▸ **Problem statement**
Within the data below, copy each line where the string "schema" is found.

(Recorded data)
[Start of section]
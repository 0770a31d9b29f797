//! Index lifecycle: connectivity, creation and full rebuilds

use crate::metrics;
use crate::models::Content;
use crate::search::client::SearchBackend;
use crate::search::config::SearchConfig;
use crate::search::document::{to_document, SearchDocument};
use crate::search::error::{SearchError, SearchResult};
use crate::search::schema;
use crate::state::ContentStore;
use serde::{Deserialize, Serialize};
use std::sync::atomic::{AtomicBool, Ordering};
use std::sync::Arc;
use std::time::{Duration, Instant};
use tokio::task::JoinHandle;

/// Whether `ensure_index` found the index or had to create it
#[derive(Debug, Clone, Copy, PartialEq, Eq)]
pub enum IndexState {
    Created,
    Existing,
}

/// Outcome of a full rebuild
#[derive(Debug, Clone, Default, PartialEq, Eq, Serialize, Deserialize)]
#[serde(rename_all = "camelCase")]
pub struct ReindexReport {
    /// Documents accepted by the backend
    pub indexed: usize,

    /// Records rejected by validation or by the backend
    pub errors: usize,

    pub took_ms: u64,
}

/// Connectivity snapshot
#[derive(Debug, Clone, PartialEq, Eq, Serialize, Deserialize)]
pub struct SearchHealth {
    pub connected: bool,
    pub index: String,
}

/// Owns the connectivity flag and the content index lifecycle
pub struct IndexManager {
    backend: Arc<dyn SearchBackend>,
    config: SearchConfig,
    index_name: String,
    connected: AtomicBool,
}

impl IndexManager {
    /// Create a manager; starts out disconnected until `connect` succeeds
    pub fn new(backend: Arc<dyn SearchBackend>, config: SearchConfig) -> Self {
        let index_name = config.index_name();
        Self {
            backend,
            config,
            index_name,
            connected: AtomicBool::new(false),
        }
    }

    pub fn index_name(&self) -> &str {
        &self.index_name
    }

    pub fn backend(&self) -> &Arc<dyn SearchBackend> {
        &self.backend
    }

    pub fn config(&self) -> &SearchConfig {
        &self.config
    }

    pub fn is_connected(&self) -> bool {
        self.connected.load(Ordering::Acquire)
    }

    fn set_connected(&self, connected: bool) {
        let previous = self.connected.swap(connected, Ordering::AcqRel);
        metrics::set_backend_connected(connected);

        if previous != connected {
            if connected {
                tracing::info!(index = %self.index_name, "Search backend connected");
            } else {
                tracing::warn!(index = %self.index_name, "Search backend lost, serving from fallback");
            }
        }
    }

    /// Poll cluster health once and update the connectivity flag
    pub async fn check_health(&self) -> bool {
        let healthy = match self.backend.cluster_health().await {
            Ok(health) if health.status.is_available() => true,
            Ok(health) => {
                tracing::warn!(status = ?health.status, "Search cluster is unhealthy");
                false
            }
            Err(e) => {
                tracing::debug!(error = %e, "Search health check failed");
                false
            }
        };

        self.set_connected(healthy);
        healthy
    }

    /// Poll health with bounded retries.
    ///
    /// Never fails: after the last attempt the manager stays in
    /// disconnected mode and reads are served by the fallback path.
    pub async fn connect(&self) -> bool {
        let attempts = self.config.connect_retries.max(1);

        for attempt in 1..=attempts {
            match self.backend.cluster_health().await {
                Ok(health) if health.status.is_available() => {
                    tracing::info!(
                        attempt = attempt,
                        status = ?health.status,
                        "Search cluster is healthy"
                    );
                    self.set_connected(true);
                    return true;
                }
                Ok(health) => {
                    tracing::warn!(
                        attempt = attempt,
                        max_attempts = attempts,
                        status = ?health.status,
                        "Search cluster reported unhealthy status"
                    );
                }
                Err(e) => {
                    tracing::warn!(
                        attempt = attempt,
                        max_attempts = attempts,
                        error = %e,
                        "Search cluster health check failed"
                    );
                }
            }

            if attempt < attempts {
                tokio::time::sleep(self.config.connect_retry_delay()).await;
            }
        }

        tracing::error!(
            endpoint = %self.config.endpoint,
            attempts = attempts,
            "Search backend unreachable, entering disconnected mode"
        );
        self.set_connected(false);
        false
    }

    /// Create the index with the full schema if it does not exist yet
    pub async fn ensure_index(&self) -> SearchResult<IndexState> {
        if self.backend.index_exists(&self.index_name).await? {
            return Ok(IndexState::Existing);
        }

        let body = schema::index_body(self.config.number_of_replicas);
        self.backend.create_index(&self.index_name, &body).await?;
        tracing::info!(index = %self.index_name, "Created search index");
        Ok(IndexState::Created)
    }

    /// Drop the index and rebuild it from every published record
    pub async fn reindex_all(&self, store: &dyn ContentStore) -> SearchResult<ReindexReport> {
        if !self.is_connected() {
            return Err(SearchError::BackendUnavailable(
                "search backend is not connected".to_string(),
            ));
        }

        tracing::info!(index = %self.index_name, "Starting full reindex");
        self.backend.delete_index(&self.index_name).await?;
        self.ensure_index().await?;
        self.populate(store).await
    }

    /// Bulk-load every published record into the existing index, then
    /// refresh once. Does not drop anything.
    pub async fn populate(&self, store: &dyn ContentStore) -> SearchResult<ReindexReport> {
        let started = Instant::now();
        let contents = store.list_published().await?;
        let batch_size = self.config.reindex_batch_size.max(1);
        let mut report = ReindexReport::default();

        for (batch, chunk) in contents.chunks(batch_size).enumerate() {
            let mut documents: Vec<SearchDocument> = Vec::with_capacity(chunk.len());
            for content in chunk {
                match indexable_document(content) {
                    Ok(document) => documents.push(document),
                    Err(e) => {
                        tracing::warn!(error = %e, "Skipping invalid content");
                        report.errors += 1;
                    }
                }
            }
            if documents.is_empty() {
                continue;
            }

            match self.backend.bulk_index(&self.index_name, &documents).await {
                Ok(summary) => {
                    report.indexed += summary.succeeded;
                    for failure in &summary.failures {
                        tracing::warn!(
                            content_id = %failure.id,
                            reason = %failure.reason,
                            "Backend rejected document"
                        );
                    }
                    report.errors += summary.failures.len();
                }
                Err(e) => {
                    tracing::error!(
                        batch = batch,
                        documents = documents.len(),
                        error = %e,
                        "Bulk request failed"
                    );
                    metrics::record_backend_error("reindex");
                    report.errors += documents.len();
                }
            }
        }

        if let Err(e) = self.backend.refresh_index(&self.index_name).await {
            tracing::warn!(index = %self.index_name, error = %e, "Refresh after bulk load failed");
        }

        report.took_ms = started.elapsed().as_millis() as u64;
        tracing::info!(
            index = %self.index_name,
            indexed = report.indexed,
            errors = report.errors,
            took_ms = report.took_ms,
            "Bulk load completed"
        );
        Ok(report)
    }

    /// Ensure the index exists and fill it when it had to be created
    pub async fn ensure_populated(&self, store: &dyn ContentStore) -> SearchResult<IndexState> {
        let state = self.ensure_index().await?;
        if state == IndexState::Created {
            tracing::info!(index = %self.index_name, "Index was created, populating from primary store");
            self.populate(store).await?;
        }
        Ok(state)
    }

    pub fn health(&self) -> SearchHealth {
        SearchHealth {
            connected: self.is_connected(),
            index: self.index_name.clone(),
        }
    }

    /// Re-check health on an interval. After a recovery the index is
    /// ensured and, when it had to be created, filled from `store`.
    pub fn spawn_health_monitor(
        self: &Arc<Self>,
        store: Arc<dyn ContentStore>,
        interval: Duration,
    ) -> JoinHandle<()> {
        let manager = Arc::clone(self);

        tokio::spawn(async move {
            let mut ticker = tokio::time::interval(interval);
            ticker.set_missed_tick_behavior(tokio::time::MissedTickBehavior::Delay);
            // First tick fires immediately
            ticker.tick().await;

            loop {
                ticker.tick().await;

                let was_connected = manager.is_connected();
                let healthy = manager.check_health().await;
                if healthy && !was_connected {
                    if let Err(e) = manager.ensure_populated(store.as_ref()).await {
                        tracing::error!(error = %e, "Failed to prepare index after reconnect");
                    }
                }
            }
        })
    }
}

/// Validate a record and map it to its search document
pub(crate) fn indexable_document(content: &Content) -> SearchResult<SearchDocument> {
    content
        .validate_for_index()
        .map_err(|e| SearchError::InvalidDocument {
            id: content.id.clone(),
            reason: e.to_string(),
        })?;
    Ok(to_document(content))
}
[End of section]
▸ **Task solution**
use crate::search::schema;
    /// Create the index with the full schema if it does not exist yet
        let body = schema::index_body(self.config.number_of_replicas);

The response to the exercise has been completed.